§ Problem statement
Go line by line through the entries below and copy those containing the string "Panics".

§ Record extracts
════════════════════

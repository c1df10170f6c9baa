//! Database connection settings.
//!
//! # Environment Variables
//!
//! - `DATABASE_URL`: PostgreSQL connection string (required)
//! - `DATABASE_MAX_CONNECTIONS`: Pool size (default: 10)

use crate::env_or;

#[derive(Clone, Debug, PartialEq, Eq)]
pub struct DatabaseConfig {
    pub url: String,
    pub max_connections: u32,
}

impl DatabaseConfig {
    /// # Panics
    ///
    /// Panics if `DATABASE_URL` is not set.
    #[must_use]
    pub fn from_env() -> Self {
        Self {
            url: std::env::var("DATABASE_URL").expect("DATABASE_URL must be set"),
            max_connections: env_or("DATABASE_MAX_CONNECTIONS", 10),
        }
    }
}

════════════════════

§ Output
    /// # Panics
    /// Panics if `DATABASE_URL` is not set.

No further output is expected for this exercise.